Hay una duda que me atenaza cada día: ¿podría ganar hoy en
día el Nobel de Literatura un historiador? A inicios del siglo XX lo ganó
Theodor Mommsen, en gran medida, por su Historia de Roma. Posteriormente, aunque más bien fuera concebido
como un homenaje político, lo obtuvo Winston Churchill, quien había
dedicado muchas horas a elaborar diversos volúmenes de historia narrativa sobre
todo en la década de los cincuenta.
Sé que estos dos hechos no pueden ser tomados como ejemplos
paradigmáticos, pero a los historiadores sí nos debería hacer pensar seriamente sobre nuestra forma de escribir la historia; y en relación a esto,
también a nuestra forma de leerla porque la historia también es conversación.
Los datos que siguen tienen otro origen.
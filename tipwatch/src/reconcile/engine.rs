//! Reconciliation engine.
//!
//! The [`Reconciler`] owns the block window and the metrics pipeline and
//! keeps the window consistent with the remote chain, one cycle at a time:
//!
//! - an empty window is initialised by walking back from the remote tip,
//! - a window whose head is still on the remote branch is extended,
//! - a window whose head was superseded is repaired: the common ancestor
//!   is searched for, everything above it is dropped, and the window is
//!   extended along the new branch (or rebuilt if no ancestor exists).
//!
//! Every block accepted into the window is pushed through the metrics
//! pipeline during the same cycle.

use std::future::Future;
use std::time::{Duration, Instant};

use crate::analytics::MetricsPipeline;
use crate::metrics::MonitorMetrics;
use crate::source::ChainSource;
use crate::storage::WindowStore;
use crate::types::Block;

use super::ancestor::{AncestorSearch, find_common_ancestor};
use super::config::ReconcilerConfig;
use super::error::ReconcileError;
use super::state::{CycleReport, RepairSummary, SyncState};

/// Keeps a bounded window of recent blocks in line with a remote chain.
///
/// Generic over the [`ChainSource`] it observes. Exactly one cycle runs at
/// a time (`reconcile` takes `&mut self`); the caller drives the schedule.
pub struct Reconciler<S> {
    config: ReconcilerConfig,
    source: S,
    window: WindowStore,
    pipeline: MetricsPipeline,
    state: SyncState,
    metrics: Option<MonitorMetrics>,
}

impl<S> Reconciler<S>
where
    S: ChainSource + Sync,
{
    /// Creates a reconciler with an empty window.
    pub fn new(config: ReconcilerConfig, source: S, pipeline: MetricsPipeline) -> Self {
        Self {
            config,
            source,
            window: WindowStore::new(),
            pipeline,
            state: SyncState::Empty,
            metrics: None,
        }
    }

    /// Attaches Prometheus metrics updated on every cycle.
    pub fn with_metrics(mut self, metrics: MonitorMetrics) -> Self {
        self.metrics = Some(metrics);
        self
    }

    pub fn config(&self) -> &ReconcilerConfig {
        &self.config
    }

    pub fn window(&self) -> &WindowStore {
        &self.window
    }

    pub fn pipeline(&self) -> &MetricsPipeline {
        &self.pipeline
    }

    /// Classification made by the most recent cycle.
    pub fn state(&self) -> SyncState {
        self.state
    }

    pub fn source(&self) -> &S {
        &self.source
    }

    /// Returns a mutable reference to the chain source.
    ///
    /// Mainly useful for tests and simulations driving an in-memory chain.
    pub fn source_mut(&mut self) -> &mut S {
        &mut self.source
    }

    /// Runs one reconciliation cycle.
    ///
    /// On error the window is left in its last consistent state and the
    /// cycle may be retried.
    pub async fn reconcile(&mut self) -> Result<CycleReport, ReconcileError> {
        let started = Instant::now();
        let result = self.run_cycle().await;

        if self.window.is_empty() {
            self.state = SyncState::Empty;
        }

        match &result {
            Ok(report) => self.log_report(report),
            Err(ReconcileError::InvariantViolation(e)) => {
                tracing::error!(state = %self.state, error = %e, "cycle rejected inconsistent blocks");
            }
            Err(e) => {
                tracing::warn!(state = %self.state, error = %e, "cycle aborted");
            }
        }

        self.observe(|m| {
            m.cycle_seconds.observe(started.elapsed().as_secs_f64());
            match &result {
                Ok(report) => {
                    m.blocks_ingested.inc_by(report.ingested as u64);
                    if report.full_reset {
                        m.full_resets.inc();
                    }
                    for processed in &report.processed {
                        for flag in &processed.anomalies.flags {
                            m.anomalies.with_label_values(&[flag.as_str()]).inc();
                        }
                    }
                }
                Err(ReconcileError::Unavailable(_)) => m.source_unavailable.inc(),
                Err(ReconcileError::AncestorSearchExceeded { .. }) => {
                    m.ancestor_search_exceeded.inc()
                }
                Err(ReconcileError::InvariantViolation(_)) => {}
            }
            m.window_length.set(self.window.len() as i64);
            m.head_height
                .set(self.window.head().map_or(0, |b| b.height as i64));
        });

        result
    }

    /// Runs a cycle every `interval` until `shutdown` resolves, handing
    /// each successful report to `on_report`.
    ///
    /// `shutdown` is polled during cycles as well as between them; a cycle
    /// it interrupts is abandoned. Failed cycles are already logged and are
    /// retried on the next tick.
    pub async fn run_until<F>(
        &mut self,
        interval: Duration,
        shutdown: F,
        mut on_report: impl FnMut(&CycleReport),
    ) where
        F: Future<Output = ()>,
    {
        tokio::pin!(shutdown);

        loop {
            let result = tokio::select! {
                _ = &mut shutdown => return,
                result = self.reconcile() => result,
            };
            if let Ok(report) = result {
                on_report(&report);
            }

            tokio::select! {
                _ = &mut shutdown => return,
                _ = tokio::time::sleep(interval) => {}
            }
        }
    }

    async fn run_cycle(&mut self) -> Result<CycleReport, ReconcileError> {
        let Some(head) = self.window.head().cloned() else {
            let mut report = self.classify(SyncState::Empty);
            self.initialize(self.config.sensitivity, &mut report)
                .await?;
            return Ok(report);
        };

        let tip_id = self.source.get_tip_id().await?;
        if tip_id == head.id {
            return Ok(self.classify(SyncState::Synced));
        }
        let tip = self.source.get_block(&tip_id).await?;

        // Remote block at the local head's height; `None` if the remote
        // tip fell below it.
        let remote_at_head = if tip.height < head.height {
            None
        } else if tip.height == head.height {
            Some(tip.clone())
        } else {
            Some(self.source.get_block_at_height(head.height).await?)
        };

        match remote_at_head {
            Some(remote) if remote.id == head.id => {
                let mut report = self.classify(SyncState::Stale);
                self.extend(&tip, self.config.extension_sensitivity, &mut report)
                    .await?;
                Ok(report)
            }
            remote => {
                let mut report = self.classify(SyncState::Diverged);
                self.observe(|m| m.reorgs_detected.inc());
                tracing::info!(
                    head_height = head.height,
                    head = %head.id.short(),
                    tip_height = tip.height,
                    "local head superseded by remote branch"
                );
                let start = remote.unwrap_or_else(|| tip.clone());
                self.repair(&tip, start, &mut report).await?;
                Ok(report)
            }
        }
    }

    fn classify(&mut self, state: SyncState) -> CycleReport {
        self.state = state;
        CycleReport::new(state)
    }

    /// Fills an empty window with up to `window_size` blocks ending at the
    /// remote tip, judging their fees with `sensitivity`.
    ///
    /// The walk is contiguous from the tip, so if a fetch fails part-way
    /// the blocks collected so far are still accepted.
    async fn initialize(
        &mut self,
        sensitivity: f64,
        report: &mut CycleReport,
    ) -> Result<(), ReconcileError> {
        let tip = self.source.get_tip().await?;
        let target = self.config.window_size.max(1);

        let mut batch = Vec::with_capacity(target);
        batch.push(tip);
        while batch.len() < target {
            let Some(parent_id) = batch.last().and_then(|b| b.parent_id) else {
                break;
            };
            match self.source.get_block(&parent_id).await {
                Ok(parent) => batch.push(parent),
                Err(e) => {
                    tracing::warn!(collected = batch.len(), error = %e, "initial walk cut short");
                    break;
                }
            }
        }

        batch.reverse();
        self.commit(batch, sensitivity, report).await
    }

    /// Pulls the blocks between the current head and `tip` into the window.
    ///
    /// The collected batch must link to the head as a whole; an aborted
    /// walk would leave a gap, so nothing is applied in that case.
    async fn extend(
        &mut self,
        tip: &Block,
        sensitivity: f64,
        report: &mut CycleReport,
    ) -> Result<(), ReconcileError> {
        let Some(head_height) = self.window.head().map(|b| b.height) else {
            return self.initialize(sensitivity, report).await;
        };
        let missing = tip.height.saturating_sub(head_height);
        if missing == 0 {
            return Ok(());
        }

        let mut batch = vec![tip.clone()];
        while (batch.len() as u64) < missing {
            let Some(parent_id) = batch.last().and_then(|b| b.parent_id) else {
                break;
            };
            match self.source.get_block(&parent_id).await {
                Ok(parent) => batch.push(parent),
                Err(e) => {
                    tracing::warn!(
                        collected = batch.len(),
                        missing,
                        error = %e,
                        "extension walk aborted, window left unchanged"
                    );
                    return Err(e.into());
                }
            }
        }

        batch.reverse();
        self.commit(batch, sensitivity, report).await
    }

    /// Resolves a diverged window against the remote branch containing
    /// `start` (the remote block at the head's height, or the tip).
    async fn repair(
        &mut self,
        tip: &Block,
        start: Block,
        report: &mut CycleReport,
    ) -> Result<(), ReconcileError> {
        let search = find_common_ancestor(
            &self.source,
            &self.window,
            start,
            self.config.max_ancestor_steps,
        )
        .await?;

        let (ancestor, steps) = match search {
            AncestorSearch::Found { block, steps } => (block, steps),
            AncestorSearch::NotFound { steps } => {
                tracing::info!(steps, "no common ancestor in window, full reset");
                return self.full_reset(report).await;
            }
        };

        let Some(index) = self.window.position(&ancestor.id) else {
            tracing::warn!(ancestor = %ancestor.id.short(), "ancestor vanished from window, full reset");
            return self.full_reset(report).await;
        };

        if index == 0 {
            tracing::info!("ancestor is the current head, nothing to repair");
            report.state = SyncState::Synced;
            self.state = SyncState::Synced;
            return Ok(());
        }

        self.window.truncate_from_index(index)?;
        tracing::info!(
            ancestor_height = ancestor.height,
            ancestor = %ancestor.id.short(),
            discarded = index,
            steps,
            "window trimmed to common ancestor"
        );
        report.repair = Some(RepairSummary {
            ancestor_id: ancestor.id,
            ancestor_height: ancestor.height,
            discarded: index,
            search_steps: steps,
        });

        self.extend(tip, self.config.extension_sensitivity, report)
            .await
    }

    /// Discards the window and rebuilds it along the new branch. Part of the
    /// reorg path, so the narrower extension bounds apply.
    async fn full_reset(&mut self, report: &mut CycleReport) -> Result<(), ReconcileError> {
        self.window.reset();
        report.full_reset = true;
        report.state = SyncState::Resetting;
        self.state = SyncState::Resetting;
        self.initialize(self.config.extension_sensitivity, report)
            .await
    }

    /// Prepends an oldest-first batch, feeding each block through the
    /// metrics pipeline, then trims the window to capacity.
    ///
    /// The batch is checked against the head before anything is applied.
    async fn commit(
        &mut self,
        batch: Vec<Block>,
        sensitivity: f64,
        report: &mut CycleReport,
    ) -> Result<(), ReconcileError> {
        self.window.check_batch(&batch)?;

        for block in batch {
            if let Some(processed) = self
                .pipeline
                .process_block(&self.source, &block, sensitivity)
                .await
            {
                report.processed.push(processed);
            }
            self.window.prepend(block)?;
            report.ingested += 1;
        }

        report.trimmed += self.window.trim_to_capacity(self.config.window_size);
        report.grew |= report.ingested > 0;
        Ok(())
    }

    fn observe(&self, f: impl FnOnce(&MonitorMetrics)) {
        if let Some(metrics) = &self.metrics {
            f(metrics);
        }
    }

    fn log_report(&self, report: &CycleReport) {
        let head = self.window.head();
        match report.state {
            SyncState::Synced => {
                tracing::debug!(height = head.map(|b| b.height), "window in sync");
            }
            state => {
                tracing::info!(
                    %state,
                    ingested = report.ingested,
                    trimmed = report.trimmed,
                    full_reset = report.full_reset,
                    head_height = head.map(|b| b.height),
                    window = self.window.len(),
                    "cycle complete"
                );
            }
        }
    }
}
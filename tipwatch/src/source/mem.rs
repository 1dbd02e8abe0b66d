//! In-memory chain source.
//!
//! This implementation is useful for unit tests, simulations, and small
//! offline experiments. It keeps every block ever minted in a `HashMap`
//! keyed by [`BlockHash`] and tracks the canonical branch separately as a
//! height-indexed list, so old branches stay fetchable by id after a
//! reorganisation (just like a real node serving stale blocks).

use std::collections::HashMap;
use std::sync::atomic::{AtomicUsize, Ordering};

use crate::source::{ChainSource, SourceError};
use crate::types::{Block, BlockHash, Sats};

const UNLIMITED: usize = usize::MAX;

/// Simulated remote chain implementing [`ChainSource`].
#[derive(Debug)]
pub struct InMemoryChainSource {
    blocks: HashMap<BlockHash, Block>,
    payouts: HashMap<BlockHash, Sats>,
    /// Canonical branch, index = height.
    canonical: Vec<BlockHash>,
    /// Successful calls left before every call reports unavailable.
    budget: AtomicUsize,
    calls: AtomicUsize,
}

impl Default for InMemoryChainSource {
    fn default() -> Self {
        Self {
            blocks: HashMap::new(),
            payouts: HashMap::new(),
            canonical: Vec::new(),
            budget: AtomicUsize::new(UNLIMITED),
            calls: AtomicUsize::new(0),
        }
    }
}

impl InMemoryChainSource {
    /// Creates an empty chain with no genesis.
    pub fn new() -> Self {
        Self::default()
    }

    /// Creates a linear chain of `len` blocks, heights `0..len`.
    pub fn linear(len: u64, tag: &str) -> Self {
        let mut source = Self::new();
        for _ in 0..len {
            source.mine(tag);
        }
        source
    }

    /// Height of the canonical tip, if any block exists.
    pub fn tip_height(&self) -> Option<u64> {
        (self.canonical.len() as u64).checked_sub(1)
    }

    /// Returns the canonical block at `height`.
    pub fn canonical_block(&self, height: u64) -> Option<&Block> {
        let id = self.canonical.get(usize::try_from(height).ok()?)?;
        self.blocks.get(id)
    }

    /// Mines a child of the canonical tip (or genesis on an empty chain)
    /// and makes it the new tip.
    pub fn mine(&mut self, tag: &str) -> Block {
        let parent = self.canonical.last().and_then(|id| self.blocks.get(id));
        let block = make_block(parent, tag);
        self.insert_canonical(block.clone());
        block
    }

    /// Replaces the canonical suffix starting at `fork_height` with `len`
    /// freshly minted blocks built on the block at `fork_height - 1`.
    ///
    /// Returns the new branch, oldest first. The replaced blocks remain
    /// fetchable by id.
    pub fn reorg(&mut self, fork_height: u64, len: usize, tag: &str) -> Vec<Block> {
        let keep = usize::try_from(fork_height)
            .unwrap_or(usize::MAX)
            .min(self.canonical.len());
        self.canonical.truncate(keep);

        (0..len).map(|_| self.mine(tag)).collect()
    }

    /// Sets the coinbase payout reported for `id`.
    pub fn set_payout(&mut self, id: BlockHash, payout: Sats) {
        self.payouts.insert(id, payout);
    }

    /// Lets `calls` more calls succeed, after which every call reports
    /// unavailable until [`restore`](Self::restore) is called.
    pub fn fail_after(&self, calls: usize) {
        self.budget.store(calls, Ordering::SeqCst);
    }

    /// Lifts any failure injected with [`fail_after`](Self::fail_after).
    pub fn restore(&self) {
        self.budget.store(UNLIMITED, Ordering::SeqCst);
    }

    /// Total number of calls served or refused so far.
    pub fn calls(&self) -> usize {
        self.calls.load(Ordering::SeqCst)
    }

    fn insert_canonical(&mut self, block: Block) {
        self.canonical.push(block.id);
        self.blocks.insert(block.id, block);
    }

    fn admit(&self, what: impl FnOnce() -> String) -> Result<(), SourceError> {
        self.calls.fetch_add(1, Ordering::SeqCst);
        self.budget
            .fetch_update(Ordering::SeqCst, Ordering::SeqCst, |left| match left {
                UNLIMITED => Some(UNLIMITED),
                0 => None,
                n => Some(n - 1),
            })
            .map(|_| ())
            .map_err(|_| SourceError::unavailable(what()))
    }
}

impl ChainSource for InMemoryChainSource {
    async fn get_tip_id(&self) -> Result<BlockHash, SourceError> {
        self.admit(|| "tip id".to_string())?;
        self.canonical
            .last()
            .copied()
            .ok_or_else(|| SourceError::unavailable("tip id: empty chain"))
    }

    async fn get_block(&self, id: &BlockHash) -> Result<Block, SourceError> {
        self.admit(|| format!("block {id}"))?;
        self.blocks
            .get(id)
            .cloned()
            .ok_or_else(|| SourceError::unavailable(format!("block {id}: unknown")))
    }

    async fn get_block_at_height(&self, height: u64) -> Result<Block, SourceError> {
        self.admit(|| format!("block at height {height}"))?;
        self.canonical_block(height)
            .cloned()
            .ok_or_else(|| SourceError::unavailable(format!("block at height {height}: none")))
    }

    async fn get_coinbase_payout(&self, id: &BlockHash) -> Result<Sats, SourceError> {
        self.admit(|| format!("coinbase of {id}"))?;
        self.payouts
            .get(id)
            .copied()
            .ok_or_else(|| SourceError::unavailable(format!("coinbase of {id}: unknown")))
    }
}

/// Mints a deterministic block on top of `parent`.
///
/// Ids are derived from the branch tag, height and parent id, so two
/// branches with different tags never collide.
fn make_block(parent: Option<&Block>, tag: &str) -> Block {
    let height = parent.map_or(0, |p| p.height + 1);
    let parent_id = parent.map(|p| p.id);

    let mut seed = format!("{tag}:{height}:").into_bytes();
    if let Some(pid) = parent_id {
        seed.extend_from_slice(pid.as_bytes());
    }

    Block {
        id: BlockHash::digest(&seed),
        height,
        parent_id,
        timestamp: 1_231_006_505 + height * 600,
        tx_count: 1 + height % 7,
        size_bytes: 285 + height * 10,
        weight: 1_140 + height * 40,
    }
}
En la compleja búsqueda de cientificidad,
la historiografía perdió el músculo narrativo. Desde hace tiempo se viene
insistiendo, reiteradamente, en el regreso a la narración. Sin embargo, y pese
a todas las voces que defienden la escritura cuidada y el estilo narrativo,
sigue siendo un anatema. Es triste leer en reseñas o escuchar en presentaciones
la coletilla “el historiador y escritor X”. ¿Acaso no debería entenderse que
parte del oficio de historiador es también el de escribir? Querámoslo o no,
somos narradores.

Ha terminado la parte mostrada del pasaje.